**WORK TO BE COMPLETED:**
Go through the entries and copy every one exactly.

**PROVIDED ENTRIES:**
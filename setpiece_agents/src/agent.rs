// Copyright 2025 the Setpiece Authors
// SPDX-License-Identifier: Apache-2.0 OR MIT

//! The per-object agent.

use tracing::{debug, trace};

use setpiece_geom::SpatialParams;
use setpiece_graph::{GraphPatch, SceneGraph};
use setpiece_relate::relate_distance;

use crate::bus::Bus;
use crate::message::{Decision, Envelope, Payload, RelationClaim};

/// Predicate name reported as the basis of every proposal.
const PROPOSAL_BASIS: &str = "topo.relate";

/// One negotiation agent, bound to a node id.
///
/// Agents hold no node data and no store reference: they are handed the
/// store read-only on each call, write proposals to the bus, and return
/// accepted relations as a patch for the orchestrator to apply.
#[derive(Clone, Debug)]
pub struct Agent {
    /// The node this agent speaks for.
    pub id: String,
    /// The node's class, for diagnostics.
    pub class: String,
    /// Undelivered messages, appended by the orchestrator's delivery step.
    pub inbox: Vec<Envelope>,
    params: SpatialParams,
}

impl Agent {
    /// An agent for node `id`.
    #[must_use]
    pub fn new(id: impl Into<String>, class: impl Into<String>, params: SpatialParams) -> Self {
        Self {
            id: id.into(),
            class: class.into(),
            inbox: Vec::new(),
            params,
        }
    }

    /// Classifies every neighbor within the perception radius and proposes
    /// connecting relations to them.
    ///
    /// Only the distance rule runs here: `near` is the connecting relation
    /// agents negotiate; resting and adjacency relations are maintained by
    /// support inference, not by gossip.
    pub fn perceive_and_propose(&self, graph: &SceneGraph, bus: &mut Bus) {
        let Some(me) = graph.get(&self.id) else {
            return;
        };
        for neighbor in graph.neighbors(&self.id, self.params.neighbor_radius) {
            let classification =
                relate_distance(&me.placed(), &neighbor.placed(), &self.params);
            if !classification.kind.is_connecting() {
                continue;
            }
            trace!(
                from = %self.id,
                to = %neighbor.id,
                conf = classification.conf,
                "proposing near relation"
            );
            let claim =
                RelationClaim::from_classification(classification, &self.id, &neighbor.id);
            bus.post(
                &self.id,
                &neighbor.id,
                Payload::RelationPropose {
                    relation: claim,
                    basis: PROPOSAL_BASIS.to_owned(),
                },
            );
        }
    }

    /// Answers every message in the inbox and folds accepted proposals into
    /// a patch.
    ///
    /// Proposals are accepted iff their confidence reaches the configured
    /// threshold; every proposal is acked either way. Acks and reserved
    /// `STATE_UPDATE` messages are consumed without action.
    pub fn handle_inbox(&mut self, bus: &mut Bus) -> GraphPatch {
        let mut patch = GraphPatch::new();
        for envelope in std::mem::take(&mut self.inbox) {
            match envelope.payload {
                Payload::RelationPropose { relation, .. } => {
                    if envelope.receiver != self.id {
                        continue;
                    }
                    let decision = if relation.conf >= self.params.accept_conf {
                        Decision::Accept
                    } else {
                        Decision::Reject
                    };
                    debug!(
                        agent = %self.id,
                        from = %envelope.sender,
                        relation = %relation.kind,
                        decision = decision.as_str(),
                        "proposal answered"
                    );
                    bus.post(
                        &self.id,
                        &envelope.sender,
                        Payload::RelationAck {
                            relation: relation.clone(),
                            decision,
                        },
                    );
                    if decision == Decision::Accept {
                        let ts = bus.stamp();
                        patch.upsert_relation(relation.into_relation(ts));
                    }
                }
                Payload::RelationAck { .. } => {
                    // Reserved for confidence feedback; nothing yet.
                }
                Payload::StateUpdate { .. } => {
                    // Reserved.
                }
            }
        }
        patch
    }
}

#[cfg(test)]
mod tests {
    use super::*;
    use glam::dvec3;
    use setpiece_graph::Node;
    use setpiece_relate::RelationKind;

    fn two_cubes(gap: f64) -> SceneGraph {
        let mut g = SceneGraph::new(SpatialParams::default());
        g.load_bootstrap(
            vec![
                Node::new("a", "box", dvec3(0.0, 0.0, 0.05), dvec3(0.1, 0.1, 0.1)),
                Node::new("b", "box", dvec3(gap, 0.0, 0.05), dvec3(0.1, 0.1, 0.1)),
            ],
            Vec::new(),
        );
        g
    }

    #[test]
    fn agents_propose_near_to_close_neighbors() {
        let g = two_cubes(0.3);
        let mut bus = Bus::new();
        let agent = Agent::new("a", "box", SpatialParams::default());
        agent.perceive_and_propose(&g, &mut bus);

        let queued = bus.drain("b");
        assert_eq!(queued.len(), 1);
        match &queued[0].payload {
            Payload::RelationPropose { relation, basis } => {
                assert_eq!(relation.kind, RelationKind::Near);
                assert_eq!(relation.a, "a");
                assert_eq!(relation.b, "b");
                assert_eq!(relation.conf, 0.9);
                assert_eq!(basis, "topo.relate");
            }
            other => panic!("unexpected payload {other:?}"),
        }
    }

    #[test]
    fn distant_neighbors_get_no_proposal() {
        // Within the perception radius but beyond the near threshold.
        let g = two_cubes(1.2);
        let mut bus = Bus::new();
        let agent = Agent::new("a", "box", SpatialParams::default());
        agent.perceive_and_propose(&g, &mut bus);
        assert_eq!(bus.pending("b"), 0);
    }

    #[test]
    fn confident_proposals_are_accepted_and_acked() {
        let g = two_cubes(0.3);
        let mut bus = Bus::new();
        let proposer = Agent::new("a", "box", SpatialParams::default());
        proposer.perceive_and_propose(&g, &mut bus);

        let mut receiver = Agent::new("b", "box", SpatialParams::default());
        receiver.inbox.extend(bus.drain("b"));
        let patch = receiver.handle_inbox(&mut bus);

        assert_eq!(patch.add_relations.len(), 1);
        assert_eq!(patch.add_relations[0].kind, RelationKind::Near);

        let acks = bus.drain("a");
        assert_eq!(acks.len(), 1);
        assert!(matches!(
            &acks[0].payload,
            Payload::RelationAck { decision: Decision::Accept, .. }
        ));
    }

    #[test]
    fn weak_proposals_are_rejected_but_still_acked() {
        let mut bus = Bus::new();
        let claim = RelationClaim {
            kind: RelationKind::Near,
            a: "a".to_owned(),
            b: "b".to_owned(),
            props: std::collections::BTreeMap::new(),
            conf: 0.5,
        };
        bus.post(
            "a",
            "b",
            Payload::RelationPropose {
                relation: claim,
                basis: "topo.relate".to_owned(),
            },
        );

        let mut receiver = Agent::new("b", "box", SpatialParams::default());
        receiver.inbox.extend(bus.drain("b"));
        let patch = receiver.handle_inbox(&mut bus);
        assert!(patch.is_empty());

        let acks = bus.drain("a");
        assert!(matches!(
            &acks[0].payload,
            Payload::RelationAck { decision: Decision::Reject, .. }
        ));
    }
}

**OUTPUT:**
filename setpiece_agents/src/agent.rs
// Copyright 2025 the Setpiece Authors
// SPDX-License-Identifier: Apache-2.0 OR MIT

//! The per-object agent.

use tracing::{debug, trace};

use setpiece_geom::SpatialParams;
use setpiece_graph::{GraphPatch, SceneGraph};
use setpiece_relate::relate_distance;

use crate::bus::Bus;
use crate::message::{Decision, Envelope, Payload, RelationClaim};

/// Predicate name reported as the basis of every proposal.
const PROPOSAL_BASIS: &str = "topo.relate";

/// One negotiation agent, bound to a node id.
///
/// Agents hold no node data and no store reference: they are handed the
/// store read-only on each call, write proposals to the bus, and return
/// accepted relations as a patch for the orchestrator to apply.
#[derive(Clone, Debug)]
pub struct Agent {
    /// The node this agent speaks for.
    pub id: String,
    /// The node's class, for diagnostics.
    pub class: String,
    /// Undelivered messages, appended by the orchestrator's delivery step.
    pub inbox: Vec<Envelope>,
    params: SpatialParams,
}

impl Agent {
    /// An agent for node `id`.
    #[must_use]
    pub fn new(id: impl Into<String>, class: impl Into<String>, params: SpatialParams) -> Self {
        Self {
            id: id.into(),
            class: class.into(),
            inbox: Vec::new(),
            params,
        }
    }

    /// Classifies every neighbor within the perception radius and proposes
    /// connecting relations to them.
    ///
    /// Only the distance rule runs here: `near` is the connecting relation
    /// agents negotiate; resting and adjacency relations are maintained by
    /// support inference, not by gossip.
    pub fn perceive_and_propose(&self, graph: &SceneGraph, bus: &mut Bus) {
        let Some(me) = graph.get(&self.id) else {
            return;
        };
        for neighbor in graph.neighbors(&self.id, self.params.neighbor_radius) {
            let classification =
                relate_distance(&me.placed(), &neighbor.placed(), &self.params);
            if !classification.kind.is_connecting() {
                continue;
            }
            trace!(
                from = %self.id,
                to = %neighbor.id,
                conf = classification.conf,
                "proposing near relation"
            );
            let claim =
                RelationClaim::from_classification(classification, &self.id, &neighbor.id);
            bus.post(
                &self.id,
                &neighbor.id,
                Payload::RelationPropose {
                    relation: claim,
                    basis: PROPOSAL_BASIS.to_owned(),
                },
            );
        }
    }

    /// Answers every message in the inbox and folds accepted proposals into
    /// a patch.
    ///
    /// Proposals are accepted iff their confidence reaches the configured
    /// threshold; every proposal is acked either way. Acks and reserved
    /// `STATE_UPDATE` messages are consumed without action.
    pub fn handle_inbox(&mut self, bus: &mut Bus) -> GraphPatch {
        let mut patch = GraphPatch::new();
        for envelope in std::mem::take(&mut self.inbox) {
            match envelope.payload {
                Payload::RelationPropose { relation, .. } => {
                    if envelope.receiver != self.id {
                        continue;
                    }
                    let decision = if relation.conf >= self.params.accept_conf {
                        Decision::Accept
                    } else {
                        Decision::Reject
                    };
                    debug!(
                        agent = %self.id,
                        from = %envelope.sender,
                        relation = %relation.kind,
                        decision = decision.as_str(),
                        "proposal answered"
                    );
                    bus.post(
                        &self.id,
                        &envelope.sender,
                        Payload::RelationAck {
                            relation: relation.clone(),
                            decision,
                        },
                    );
                    if decision == Decision::Accept {
                        let ts = bus.stamp();
                        patch.upsert_relation(relation.into_relation(ts));
                    }
                }
                Payload::RelationAck { .. } => {
                    // Reserved for confidence feedback; nothing yet.
                }
                Payload::StateUpdate { .. } => {
                    // Reserved.
                }
            }
        }
        patch
    }
}

#[cfg(test)]
mod tests {
    use super::*;
    use glam::dvec3;
    use setpiece_graph::Node;
    use setpiece_relate::RelationKind;

    fn two_cubes(gap: f64) -> SceneGraph {
        let mut g = SceneGraph::new(SpatialParams::default());
        g.load_bootstrap(
            vec![
                Node::new("a", "box", dvec3(0.0, 0.0, 0.05), dvec3(0.1, 0.1, 0.1)),
                Node::new("b", "box", dvec3(gap, 0.0, 0.05), dvec3(0.1, 0.1, 0.1)),
            ],
            Vec::new(),
        );
        g
    }

    #[test]
    fn agents_propose_near_to_close_neighbors() {
        let g = two_cubes(0.3);
        let mut bus = Bus::new();
        let agent = Agent::new("a", "box", SpatialParams::default());
        agent.perceive_and_propose(&g, &mut bus);

        let queued = bus.drain("b");
        assert_eq!(queued.len(), 1);
        match &queued[0].payload {
            Payload::RelationPropose { relation, basis } => {
                assert_eq!(relation.kind, RelationKind::Near);
                assert_eq!(relation.a, "a");
                assert_eq!(relation.b, "b");
                assert_eq!(relation.conf, 0.9);
                assert_eq!(basis, "topo.relate");
            }
            other => panic!("unexpected payload {other:?}"),
        }
    }

    #[test]
    fn distant_neighbors_get_no_proposal() {
        // Within the perception radius but beyond the near threshold.
        let g = two_cubes(1.2);
        let mut bus = Bus::new();
        let agent = Agent::new("a", "box", SpatialParams::default());
        agent.perceive_and_propose(&g, &mut bus);
        assert_eq!(bus.pending("b"), 0);
    }

    #[test]
    fn confident_proposals_are_accepted_and_acked() {
        let g = two_cubes(0.3);
        let mut bus = Bus::new();
        let proposer = Agent::new("a", "box", SpatialParams::default());
        proposer.perceive_and_propose(&g, &mut bus);

        let mut receiver = Agent::new("b", "box", SpatialParams::default());
        receiver.inbox.extend(bus.drain("b"));
        let patch = receiver.handle_inbox(&mut bus);

        assert_eq!(patch.add_relations.len(), 1);
        assert_eq!(patch.add_relations[0].kind, RelationKind::Near);

        let acks = bus.drain("a");
        assert_eq!(acks.len(), 1);
        assert!(matches!(
            &acks[0].payload,
            Payload::RelationAck { decision: Decision::Accept, .. }
        ));
    }

    #[test]
    fn weak_proposals_are_rejected_but_still_acked() {
        let mut bus = Bus::new();
        let claim = RelationClaim {
            kind: RelationKind::Near,
            a: "a".to_owned(),
            b: "b".to_owned(),
            props: std::collections::BTreeMap::new(),
            conf: 0.5,
        };
        bus.post(
            "a",
            "b",
            Payload::RelationPropose {
                relation: claim,
                basis: "topo.relate".to_owned(),
            },
        );

        let mut receiver = Agent::new("b", "box", SpatialParams::default());
        receiver.inbox.extend(bus.drain("b"));
        let patch = receiver.handle_inbox(&mut bus);
        assert!(patch.is_empty());

        let acks = bus.drain("a");
        assert!(matches!(
            &acks[0].payload,
            Payload::RelationAck { decision: Decision::Reject, .. }
        ));
    }
}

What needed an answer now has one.